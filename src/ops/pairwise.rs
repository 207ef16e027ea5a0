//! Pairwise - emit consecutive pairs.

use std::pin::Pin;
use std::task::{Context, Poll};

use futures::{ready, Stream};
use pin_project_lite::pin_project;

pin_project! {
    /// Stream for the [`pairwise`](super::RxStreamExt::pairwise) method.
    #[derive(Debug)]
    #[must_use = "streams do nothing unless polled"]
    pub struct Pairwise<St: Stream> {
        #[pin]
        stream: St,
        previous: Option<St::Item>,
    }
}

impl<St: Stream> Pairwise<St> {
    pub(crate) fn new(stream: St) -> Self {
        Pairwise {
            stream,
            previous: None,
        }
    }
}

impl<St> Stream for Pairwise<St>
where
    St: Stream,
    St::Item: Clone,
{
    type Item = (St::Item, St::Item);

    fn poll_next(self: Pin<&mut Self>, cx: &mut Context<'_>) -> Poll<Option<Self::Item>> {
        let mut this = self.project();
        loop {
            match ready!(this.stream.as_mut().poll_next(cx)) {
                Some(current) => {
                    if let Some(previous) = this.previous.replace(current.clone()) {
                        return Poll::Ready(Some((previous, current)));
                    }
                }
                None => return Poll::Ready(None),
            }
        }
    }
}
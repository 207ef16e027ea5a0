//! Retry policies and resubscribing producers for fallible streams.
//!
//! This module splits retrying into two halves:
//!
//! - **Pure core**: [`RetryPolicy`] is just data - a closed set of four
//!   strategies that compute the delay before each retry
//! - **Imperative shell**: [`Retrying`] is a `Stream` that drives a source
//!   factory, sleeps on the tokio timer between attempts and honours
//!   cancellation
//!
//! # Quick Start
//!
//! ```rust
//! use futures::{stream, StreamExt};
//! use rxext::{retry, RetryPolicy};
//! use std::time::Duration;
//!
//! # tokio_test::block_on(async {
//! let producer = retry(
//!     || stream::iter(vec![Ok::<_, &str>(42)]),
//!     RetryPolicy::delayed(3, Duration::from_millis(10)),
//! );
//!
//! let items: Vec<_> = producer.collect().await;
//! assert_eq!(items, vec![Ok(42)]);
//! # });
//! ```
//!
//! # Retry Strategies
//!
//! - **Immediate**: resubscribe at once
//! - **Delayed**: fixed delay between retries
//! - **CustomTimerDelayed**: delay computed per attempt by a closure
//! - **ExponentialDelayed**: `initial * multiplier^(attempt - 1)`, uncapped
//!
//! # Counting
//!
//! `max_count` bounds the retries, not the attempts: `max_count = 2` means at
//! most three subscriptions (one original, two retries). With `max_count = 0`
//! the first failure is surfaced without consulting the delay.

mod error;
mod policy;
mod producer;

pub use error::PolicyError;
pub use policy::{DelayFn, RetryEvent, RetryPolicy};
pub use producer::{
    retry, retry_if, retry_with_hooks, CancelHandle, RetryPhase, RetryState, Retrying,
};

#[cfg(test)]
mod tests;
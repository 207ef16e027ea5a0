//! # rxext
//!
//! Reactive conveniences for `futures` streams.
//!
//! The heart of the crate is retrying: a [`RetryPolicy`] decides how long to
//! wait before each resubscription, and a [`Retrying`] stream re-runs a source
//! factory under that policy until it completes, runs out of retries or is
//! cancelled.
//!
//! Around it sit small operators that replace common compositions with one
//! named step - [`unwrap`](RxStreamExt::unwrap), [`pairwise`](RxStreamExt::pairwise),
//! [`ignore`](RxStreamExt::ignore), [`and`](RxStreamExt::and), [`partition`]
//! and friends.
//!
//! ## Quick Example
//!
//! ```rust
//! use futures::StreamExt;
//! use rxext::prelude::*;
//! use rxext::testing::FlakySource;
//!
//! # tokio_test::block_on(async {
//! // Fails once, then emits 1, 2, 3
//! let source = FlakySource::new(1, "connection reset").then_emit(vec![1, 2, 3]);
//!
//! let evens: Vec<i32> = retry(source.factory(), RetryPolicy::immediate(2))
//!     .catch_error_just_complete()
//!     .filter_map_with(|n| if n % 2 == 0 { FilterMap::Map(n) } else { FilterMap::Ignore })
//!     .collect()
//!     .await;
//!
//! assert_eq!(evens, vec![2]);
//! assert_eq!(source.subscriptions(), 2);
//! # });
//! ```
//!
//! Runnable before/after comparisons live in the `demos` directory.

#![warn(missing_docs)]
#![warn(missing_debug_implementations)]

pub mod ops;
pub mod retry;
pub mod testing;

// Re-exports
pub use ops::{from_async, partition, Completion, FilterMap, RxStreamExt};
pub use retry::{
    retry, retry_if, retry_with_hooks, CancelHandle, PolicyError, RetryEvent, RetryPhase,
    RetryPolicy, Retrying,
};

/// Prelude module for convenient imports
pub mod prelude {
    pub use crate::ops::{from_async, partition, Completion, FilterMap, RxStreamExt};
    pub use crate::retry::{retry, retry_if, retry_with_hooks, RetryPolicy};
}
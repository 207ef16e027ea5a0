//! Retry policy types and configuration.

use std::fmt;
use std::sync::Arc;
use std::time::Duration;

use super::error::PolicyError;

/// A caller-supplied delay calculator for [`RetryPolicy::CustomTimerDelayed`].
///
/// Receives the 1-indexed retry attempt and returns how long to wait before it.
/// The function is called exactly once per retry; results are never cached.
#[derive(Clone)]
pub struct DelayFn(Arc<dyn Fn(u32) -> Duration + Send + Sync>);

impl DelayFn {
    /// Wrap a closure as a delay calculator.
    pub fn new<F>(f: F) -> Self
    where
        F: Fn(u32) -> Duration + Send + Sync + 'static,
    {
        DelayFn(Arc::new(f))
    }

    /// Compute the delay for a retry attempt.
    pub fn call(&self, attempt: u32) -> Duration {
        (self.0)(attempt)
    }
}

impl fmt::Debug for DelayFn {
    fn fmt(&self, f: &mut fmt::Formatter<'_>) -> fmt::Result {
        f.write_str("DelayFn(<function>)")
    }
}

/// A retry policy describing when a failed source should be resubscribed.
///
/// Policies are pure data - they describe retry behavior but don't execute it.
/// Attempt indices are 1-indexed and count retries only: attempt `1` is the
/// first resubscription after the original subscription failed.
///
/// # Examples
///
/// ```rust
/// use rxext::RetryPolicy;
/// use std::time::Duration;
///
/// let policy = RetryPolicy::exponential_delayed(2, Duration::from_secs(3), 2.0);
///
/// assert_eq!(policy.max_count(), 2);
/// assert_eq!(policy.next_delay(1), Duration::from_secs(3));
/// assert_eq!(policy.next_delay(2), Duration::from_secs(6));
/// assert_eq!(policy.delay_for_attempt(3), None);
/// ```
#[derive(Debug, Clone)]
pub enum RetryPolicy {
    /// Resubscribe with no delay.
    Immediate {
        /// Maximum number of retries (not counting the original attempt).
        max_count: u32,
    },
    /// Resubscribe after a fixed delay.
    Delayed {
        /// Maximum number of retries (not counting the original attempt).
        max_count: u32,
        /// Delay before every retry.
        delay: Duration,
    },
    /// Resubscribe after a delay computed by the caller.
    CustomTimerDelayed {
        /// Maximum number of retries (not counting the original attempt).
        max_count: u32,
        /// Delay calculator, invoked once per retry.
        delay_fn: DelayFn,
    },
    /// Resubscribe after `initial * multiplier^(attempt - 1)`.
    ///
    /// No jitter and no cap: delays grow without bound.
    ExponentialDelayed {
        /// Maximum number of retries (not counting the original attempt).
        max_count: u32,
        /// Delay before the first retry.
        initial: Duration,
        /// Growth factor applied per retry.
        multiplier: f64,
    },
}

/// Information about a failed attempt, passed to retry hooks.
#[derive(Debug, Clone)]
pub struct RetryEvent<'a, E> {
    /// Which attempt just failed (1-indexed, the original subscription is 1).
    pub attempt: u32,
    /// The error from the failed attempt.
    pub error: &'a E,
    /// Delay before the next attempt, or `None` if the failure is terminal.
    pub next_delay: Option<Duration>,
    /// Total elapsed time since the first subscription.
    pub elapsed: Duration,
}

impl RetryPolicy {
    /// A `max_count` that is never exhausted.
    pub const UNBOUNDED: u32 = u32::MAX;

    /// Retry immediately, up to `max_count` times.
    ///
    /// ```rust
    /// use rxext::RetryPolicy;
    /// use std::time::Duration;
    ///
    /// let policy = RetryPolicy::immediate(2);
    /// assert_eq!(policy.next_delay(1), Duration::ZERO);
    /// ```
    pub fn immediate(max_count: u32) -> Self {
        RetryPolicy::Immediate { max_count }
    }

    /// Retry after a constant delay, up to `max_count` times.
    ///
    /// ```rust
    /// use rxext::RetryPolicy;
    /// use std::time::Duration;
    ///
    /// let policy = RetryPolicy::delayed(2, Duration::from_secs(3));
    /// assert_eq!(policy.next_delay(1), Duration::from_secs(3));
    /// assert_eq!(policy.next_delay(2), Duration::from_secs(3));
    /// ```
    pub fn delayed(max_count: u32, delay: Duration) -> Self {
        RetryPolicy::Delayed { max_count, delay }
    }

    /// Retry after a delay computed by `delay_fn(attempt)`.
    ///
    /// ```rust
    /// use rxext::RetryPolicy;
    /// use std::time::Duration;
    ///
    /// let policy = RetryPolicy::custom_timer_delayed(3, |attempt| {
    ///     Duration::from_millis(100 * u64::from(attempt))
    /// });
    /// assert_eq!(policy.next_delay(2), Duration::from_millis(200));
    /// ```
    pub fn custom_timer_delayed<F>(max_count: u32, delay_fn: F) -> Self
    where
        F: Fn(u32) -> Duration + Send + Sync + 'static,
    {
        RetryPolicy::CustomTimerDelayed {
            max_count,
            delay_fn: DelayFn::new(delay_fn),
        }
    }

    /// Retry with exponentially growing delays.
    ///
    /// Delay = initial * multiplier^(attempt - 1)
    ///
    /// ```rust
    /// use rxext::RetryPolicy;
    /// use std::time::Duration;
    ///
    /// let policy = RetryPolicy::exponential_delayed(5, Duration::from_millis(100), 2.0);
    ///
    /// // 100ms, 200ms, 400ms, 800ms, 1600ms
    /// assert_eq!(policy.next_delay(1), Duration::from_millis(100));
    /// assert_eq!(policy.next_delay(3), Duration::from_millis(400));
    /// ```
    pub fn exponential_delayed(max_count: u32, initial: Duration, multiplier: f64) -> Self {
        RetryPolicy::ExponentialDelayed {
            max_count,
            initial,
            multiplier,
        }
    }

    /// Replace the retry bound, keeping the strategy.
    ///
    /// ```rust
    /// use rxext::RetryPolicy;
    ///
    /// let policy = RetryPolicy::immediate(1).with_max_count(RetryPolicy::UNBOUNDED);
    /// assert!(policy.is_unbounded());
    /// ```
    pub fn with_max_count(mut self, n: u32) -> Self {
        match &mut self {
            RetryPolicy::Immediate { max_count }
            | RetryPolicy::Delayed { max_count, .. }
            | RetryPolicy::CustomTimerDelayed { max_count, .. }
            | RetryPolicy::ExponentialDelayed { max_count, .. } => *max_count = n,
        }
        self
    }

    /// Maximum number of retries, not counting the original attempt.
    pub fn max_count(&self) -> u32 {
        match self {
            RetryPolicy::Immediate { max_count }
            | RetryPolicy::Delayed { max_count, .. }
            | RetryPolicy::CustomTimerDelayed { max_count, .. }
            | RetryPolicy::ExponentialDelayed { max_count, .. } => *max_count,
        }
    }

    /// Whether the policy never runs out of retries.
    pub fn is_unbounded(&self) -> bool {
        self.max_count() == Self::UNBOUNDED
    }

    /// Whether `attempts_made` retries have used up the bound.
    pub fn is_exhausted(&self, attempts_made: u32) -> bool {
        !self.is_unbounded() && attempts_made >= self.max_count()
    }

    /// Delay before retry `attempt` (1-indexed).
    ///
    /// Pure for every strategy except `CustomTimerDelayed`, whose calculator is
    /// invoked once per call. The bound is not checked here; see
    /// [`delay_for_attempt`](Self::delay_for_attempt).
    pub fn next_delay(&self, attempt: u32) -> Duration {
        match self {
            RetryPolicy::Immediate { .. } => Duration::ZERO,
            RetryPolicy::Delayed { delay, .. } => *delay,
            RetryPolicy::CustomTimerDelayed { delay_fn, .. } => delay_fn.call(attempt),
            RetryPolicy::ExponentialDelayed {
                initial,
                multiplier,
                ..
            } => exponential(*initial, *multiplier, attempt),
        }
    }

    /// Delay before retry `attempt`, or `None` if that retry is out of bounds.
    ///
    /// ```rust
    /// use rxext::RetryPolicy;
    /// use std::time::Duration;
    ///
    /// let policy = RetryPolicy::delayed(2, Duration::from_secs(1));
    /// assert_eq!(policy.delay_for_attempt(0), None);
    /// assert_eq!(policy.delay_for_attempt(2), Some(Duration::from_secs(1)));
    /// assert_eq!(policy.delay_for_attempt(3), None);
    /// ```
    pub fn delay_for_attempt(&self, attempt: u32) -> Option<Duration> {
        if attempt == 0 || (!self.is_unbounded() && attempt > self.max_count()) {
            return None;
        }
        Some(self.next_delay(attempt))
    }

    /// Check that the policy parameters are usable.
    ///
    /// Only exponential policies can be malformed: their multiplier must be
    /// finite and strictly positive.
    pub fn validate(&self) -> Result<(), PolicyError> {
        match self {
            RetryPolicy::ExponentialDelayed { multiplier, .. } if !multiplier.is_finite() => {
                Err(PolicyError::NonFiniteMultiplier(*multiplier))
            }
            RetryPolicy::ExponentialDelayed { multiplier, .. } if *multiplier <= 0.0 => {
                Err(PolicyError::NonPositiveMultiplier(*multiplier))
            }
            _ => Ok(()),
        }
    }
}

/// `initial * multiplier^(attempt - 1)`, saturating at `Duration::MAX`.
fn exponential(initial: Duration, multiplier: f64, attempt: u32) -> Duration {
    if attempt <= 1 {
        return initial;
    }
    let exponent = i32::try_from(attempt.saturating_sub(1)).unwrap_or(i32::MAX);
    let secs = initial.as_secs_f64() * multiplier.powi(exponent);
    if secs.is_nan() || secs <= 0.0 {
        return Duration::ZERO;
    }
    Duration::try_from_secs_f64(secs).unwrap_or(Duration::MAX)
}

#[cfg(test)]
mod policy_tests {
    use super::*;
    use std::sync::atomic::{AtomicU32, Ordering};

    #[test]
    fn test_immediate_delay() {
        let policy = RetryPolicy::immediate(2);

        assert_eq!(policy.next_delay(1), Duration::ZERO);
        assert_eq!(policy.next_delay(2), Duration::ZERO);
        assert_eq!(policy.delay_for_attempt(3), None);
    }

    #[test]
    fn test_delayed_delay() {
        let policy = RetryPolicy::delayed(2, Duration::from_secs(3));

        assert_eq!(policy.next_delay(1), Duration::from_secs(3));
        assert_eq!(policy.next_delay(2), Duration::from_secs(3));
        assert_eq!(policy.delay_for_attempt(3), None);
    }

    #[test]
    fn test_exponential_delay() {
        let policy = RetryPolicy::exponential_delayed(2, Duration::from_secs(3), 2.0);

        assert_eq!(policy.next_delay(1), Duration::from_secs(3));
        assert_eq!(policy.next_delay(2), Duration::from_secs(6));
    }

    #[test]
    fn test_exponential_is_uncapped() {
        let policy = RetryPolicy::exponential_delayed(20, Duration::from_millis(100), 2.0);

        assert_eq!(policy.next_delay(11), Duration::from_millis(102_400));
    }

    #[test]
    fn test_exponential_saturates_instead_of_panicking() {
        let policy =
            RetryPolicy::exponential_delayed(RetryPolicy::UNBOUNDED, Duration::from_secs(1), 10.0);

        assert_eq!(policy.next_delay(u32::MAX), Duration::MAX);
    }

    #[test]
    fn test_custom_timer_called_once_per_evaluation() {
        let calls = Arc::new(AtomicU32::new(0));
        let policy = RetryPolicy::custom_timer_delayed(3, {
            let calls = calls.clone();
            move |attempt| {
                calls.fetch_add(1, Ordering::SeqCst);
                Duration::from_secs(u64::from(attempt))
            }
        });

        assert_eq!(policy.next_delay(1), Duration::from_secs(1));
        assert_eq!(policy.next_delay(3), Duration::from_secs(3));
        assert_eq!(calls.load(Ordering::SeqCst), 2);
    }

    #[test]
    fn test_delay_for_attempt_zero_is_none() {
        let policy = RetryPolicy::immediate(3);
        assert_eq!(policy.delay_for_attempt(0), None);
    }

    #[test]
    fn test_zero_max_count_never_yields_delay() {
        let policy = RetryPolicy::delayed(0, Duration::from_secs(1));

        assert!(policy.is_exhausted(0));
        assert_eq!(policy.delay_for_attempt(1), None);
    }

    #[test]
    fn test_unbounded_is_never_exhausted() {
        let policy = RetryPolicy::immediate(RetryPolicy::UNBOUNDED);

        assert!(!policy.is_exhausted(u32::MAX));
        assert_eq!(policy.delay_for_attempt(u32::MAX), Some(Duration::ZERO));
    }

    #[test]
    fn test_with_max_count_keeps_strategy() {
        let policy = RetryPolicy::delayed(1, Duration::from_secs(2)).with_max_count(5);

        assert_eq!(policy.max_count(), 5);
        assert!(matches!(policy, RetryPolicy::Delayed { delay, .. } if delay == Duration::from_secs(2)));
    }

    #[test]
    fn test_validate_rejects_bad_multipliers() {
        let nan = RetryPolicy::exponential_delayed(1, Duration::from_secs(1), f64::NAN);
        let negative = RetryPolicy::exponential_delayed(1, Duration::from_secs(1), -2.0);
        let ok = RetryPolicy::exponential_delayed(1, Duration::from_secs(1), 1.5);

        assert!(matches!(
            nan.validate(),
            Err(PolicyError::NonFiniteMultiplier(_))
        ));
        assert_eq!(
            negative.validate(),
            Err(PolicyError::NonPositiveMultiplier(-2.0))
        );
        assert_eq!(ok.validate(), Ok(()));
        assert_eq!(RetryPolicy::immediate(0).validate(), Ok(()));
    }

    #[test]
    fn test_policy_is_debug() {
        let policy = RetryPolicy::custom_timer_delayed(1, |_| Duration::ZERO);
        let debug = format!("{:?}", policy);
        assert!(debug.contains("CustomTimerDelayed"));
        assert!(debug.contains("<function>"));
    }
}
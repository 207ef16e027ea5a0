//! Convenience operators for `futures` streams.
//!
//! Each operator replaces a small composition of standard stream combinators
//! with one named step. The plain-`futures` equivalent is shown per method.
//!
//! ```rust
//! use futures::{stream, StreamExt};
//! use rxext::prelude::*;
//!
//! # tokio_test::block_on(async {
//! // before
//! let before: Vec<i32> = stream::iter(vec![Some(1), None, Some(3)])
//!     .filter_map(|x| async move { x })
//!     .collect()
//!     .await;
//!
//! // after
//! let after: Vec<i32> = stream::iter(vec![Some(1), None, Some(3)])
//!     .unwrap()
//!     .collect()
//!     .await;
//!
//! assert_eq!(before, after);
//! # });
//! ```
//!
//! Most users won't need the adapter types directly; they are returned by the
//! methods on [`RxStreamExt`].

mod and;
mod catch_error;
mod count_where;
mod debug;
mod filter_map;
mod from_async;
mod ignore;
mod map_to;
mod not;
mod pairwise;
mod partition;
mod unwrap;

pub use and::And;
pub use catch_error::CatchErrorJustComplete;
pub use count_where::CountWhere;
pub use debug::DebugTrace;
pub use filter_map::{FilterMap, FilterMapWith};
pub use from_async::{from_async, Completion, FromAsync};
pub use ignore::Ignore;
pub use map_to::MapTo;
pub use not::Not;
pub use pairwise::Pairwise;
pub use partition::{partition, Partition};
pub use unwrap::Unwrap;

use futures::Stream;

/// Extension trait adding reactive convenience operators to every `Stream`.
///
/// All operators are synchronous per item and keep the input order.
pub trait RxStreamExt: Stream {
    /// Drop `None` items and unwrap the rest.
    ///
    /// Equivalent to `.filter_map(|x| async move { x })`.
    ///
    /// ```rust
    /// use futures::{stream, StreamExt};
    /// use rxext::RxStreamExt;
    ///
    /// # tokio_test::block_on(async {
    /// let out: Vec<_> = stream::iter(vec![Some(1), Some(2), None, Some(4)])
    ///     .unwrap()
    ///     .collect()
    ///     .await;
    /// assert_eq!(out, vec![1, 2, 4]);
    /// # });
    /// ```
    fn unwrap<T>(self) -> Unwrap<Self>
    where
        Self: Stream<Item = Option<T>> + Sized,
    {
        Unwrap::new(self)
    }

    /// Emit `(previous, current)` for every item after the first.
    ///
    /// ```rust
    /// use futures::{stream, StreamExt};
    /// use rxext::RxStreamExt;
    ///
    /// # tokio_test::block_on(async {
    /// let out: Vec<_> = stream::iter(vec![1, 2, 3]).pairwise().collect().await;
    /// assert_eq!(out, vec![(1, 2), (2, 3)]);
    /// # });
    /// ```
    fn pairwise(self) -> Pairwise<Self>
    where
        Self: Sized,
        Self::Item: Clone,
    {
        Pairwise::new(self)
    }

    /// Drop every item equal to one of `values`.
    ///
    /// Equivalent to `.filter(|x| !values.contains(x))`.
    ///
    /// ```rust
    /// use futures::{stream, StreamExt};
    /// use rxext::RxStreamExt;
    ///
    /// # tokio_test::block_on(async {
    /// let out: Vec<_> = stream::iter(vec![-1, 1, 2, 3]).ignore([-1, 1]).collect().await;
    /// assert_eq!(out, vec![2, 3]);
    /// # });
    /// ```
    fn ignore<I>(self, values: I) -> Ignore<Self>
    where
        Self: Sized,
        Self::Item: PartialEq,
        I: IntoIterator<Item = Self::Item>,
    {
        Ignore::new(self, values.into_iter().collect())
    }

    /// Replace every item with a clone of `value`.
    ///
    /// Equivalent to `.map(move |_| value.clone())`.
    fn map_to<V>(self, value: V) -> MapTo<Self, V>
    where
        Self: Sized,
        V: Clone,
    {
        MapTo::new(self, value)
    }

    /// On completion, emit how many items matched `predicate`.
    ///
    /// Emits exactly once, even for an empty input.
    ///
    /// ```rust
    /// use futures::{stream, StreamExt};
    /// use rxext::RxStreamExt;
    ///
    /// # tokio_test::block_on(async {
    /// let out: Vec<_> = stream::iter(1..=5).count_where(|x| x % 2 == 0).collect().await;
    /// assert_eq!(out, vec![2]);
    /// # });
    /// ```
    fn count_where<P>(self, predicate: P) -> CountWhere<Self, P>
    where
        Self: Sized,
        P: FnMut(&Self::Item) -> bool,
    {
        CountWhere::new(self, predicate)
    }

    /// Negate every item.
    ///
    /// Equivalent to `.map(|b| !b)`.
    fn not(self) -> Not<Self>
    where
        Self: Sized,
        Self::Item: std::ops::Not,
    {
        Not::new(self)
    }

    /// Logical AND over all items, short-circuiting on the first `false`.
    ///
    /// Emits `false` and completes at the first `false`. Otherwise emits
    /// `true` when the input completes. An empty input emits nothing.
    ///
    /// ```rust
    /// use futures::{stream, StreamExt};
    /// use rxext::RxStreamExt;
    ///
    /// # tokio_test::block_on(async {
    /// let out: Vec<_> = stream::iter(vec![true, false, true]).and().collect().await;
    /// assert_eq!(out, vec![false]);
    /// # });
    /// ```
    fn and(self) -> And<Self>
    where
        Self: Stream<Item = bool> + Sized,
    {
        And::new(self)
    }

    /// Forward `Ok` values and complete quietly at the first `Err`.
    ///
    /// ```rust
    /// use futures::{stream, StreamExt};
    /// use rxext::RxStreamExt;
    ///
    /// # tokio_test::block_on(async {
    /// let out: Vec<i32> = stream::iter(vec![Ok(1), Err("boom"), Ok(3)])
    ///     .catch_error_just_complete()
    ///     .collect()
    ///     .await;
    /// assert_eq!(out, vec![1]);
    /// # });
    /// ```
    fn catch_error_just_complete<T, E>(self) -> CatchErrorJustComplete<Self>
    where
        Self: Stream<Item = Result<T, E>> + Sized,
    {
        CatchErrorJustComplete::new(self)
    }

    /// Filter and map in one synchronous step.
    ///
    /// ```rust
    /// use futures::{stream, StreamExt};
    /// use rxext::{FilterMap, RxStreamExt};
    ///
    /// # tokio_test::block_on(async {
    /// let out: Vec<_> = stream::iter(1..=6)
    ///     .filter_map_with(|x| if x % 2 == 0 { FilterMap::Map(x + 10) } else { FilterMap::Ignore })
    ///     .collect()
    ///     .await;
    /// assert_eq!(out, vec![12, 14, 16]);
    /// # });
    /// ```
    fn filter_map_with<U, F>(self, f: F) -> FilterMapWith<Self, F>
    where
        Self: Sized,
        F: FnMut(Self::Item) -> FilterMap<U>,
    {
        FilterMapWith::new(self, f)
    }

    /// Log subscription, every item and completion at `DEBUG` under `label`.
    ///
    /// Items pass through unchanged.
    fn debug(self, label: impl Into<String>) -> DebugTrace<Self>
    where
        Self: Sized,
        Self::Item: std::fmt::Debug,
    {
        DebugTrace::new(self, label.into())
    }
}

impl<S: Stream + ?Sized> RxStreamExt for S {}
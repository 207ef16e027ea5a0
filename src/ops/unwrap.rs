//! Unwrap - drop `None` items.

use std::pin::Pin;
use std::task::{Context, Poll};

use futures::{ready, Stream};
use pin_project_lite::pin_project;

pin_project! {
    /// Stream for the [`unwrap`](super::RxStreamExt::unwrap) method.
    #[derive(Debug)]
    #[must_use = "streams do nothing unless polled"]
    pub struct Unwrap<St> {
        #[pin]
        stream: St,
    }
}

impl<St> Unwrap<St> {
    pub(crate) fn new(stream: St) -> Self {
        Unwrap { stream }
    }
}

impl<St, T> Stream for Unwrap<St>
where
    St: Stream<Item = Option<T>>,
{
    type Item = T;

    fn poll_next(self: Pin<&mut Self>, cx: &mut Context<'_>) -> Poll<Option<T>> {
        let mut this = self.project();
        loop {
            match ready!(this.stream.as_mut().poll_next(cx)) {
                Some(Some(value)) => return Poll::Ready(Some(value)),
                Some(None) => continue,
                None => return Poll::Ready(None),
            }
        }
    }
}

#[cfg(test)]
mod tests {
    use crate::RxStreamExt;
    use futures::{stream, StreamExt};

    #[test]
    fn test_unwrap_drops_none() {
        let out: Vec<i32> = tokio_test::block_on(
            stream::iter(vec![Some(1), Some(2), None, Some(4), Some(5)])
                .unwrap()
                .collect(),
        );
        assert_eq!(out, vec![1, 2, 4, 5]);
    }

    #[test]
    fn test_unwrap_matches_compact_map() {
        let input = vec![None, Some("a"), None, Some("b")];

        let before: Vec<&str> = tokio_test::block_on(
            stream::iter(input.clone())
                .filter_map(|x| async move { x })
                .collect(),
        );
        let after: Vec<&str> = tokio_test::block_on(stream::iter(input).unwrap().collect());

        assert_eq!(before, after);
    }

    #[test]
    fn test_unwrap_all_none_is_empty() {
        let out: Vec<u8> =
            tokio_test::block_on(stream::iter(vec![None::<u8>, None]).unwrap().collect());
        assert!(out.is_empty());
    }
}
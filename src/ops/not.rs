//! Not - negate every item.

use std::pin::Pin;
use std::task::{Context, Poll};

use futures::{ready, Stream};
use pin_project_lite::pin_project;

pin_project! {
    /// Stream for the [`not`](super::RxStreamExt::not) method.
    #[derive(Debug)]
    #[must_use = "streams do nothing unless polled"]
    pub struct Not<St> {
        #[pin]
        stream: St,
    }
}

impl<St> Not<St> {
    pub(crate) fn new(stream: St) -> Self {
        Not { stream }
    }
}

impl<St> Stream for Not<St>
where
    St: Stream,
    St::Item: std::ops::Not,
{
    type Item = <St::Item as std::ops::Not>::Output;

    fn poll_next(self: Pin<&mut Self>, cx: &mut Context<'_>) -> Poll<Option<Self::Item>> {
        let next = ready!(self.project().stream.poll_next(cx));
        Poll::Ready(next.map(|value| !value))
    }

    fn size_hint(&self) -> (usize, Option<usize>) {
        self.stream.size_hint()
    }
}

════════

> TASK GOAL
Answer with one number: how many lines in the listing hold "that".

> SOLUTION TO THIS EXERCISE
7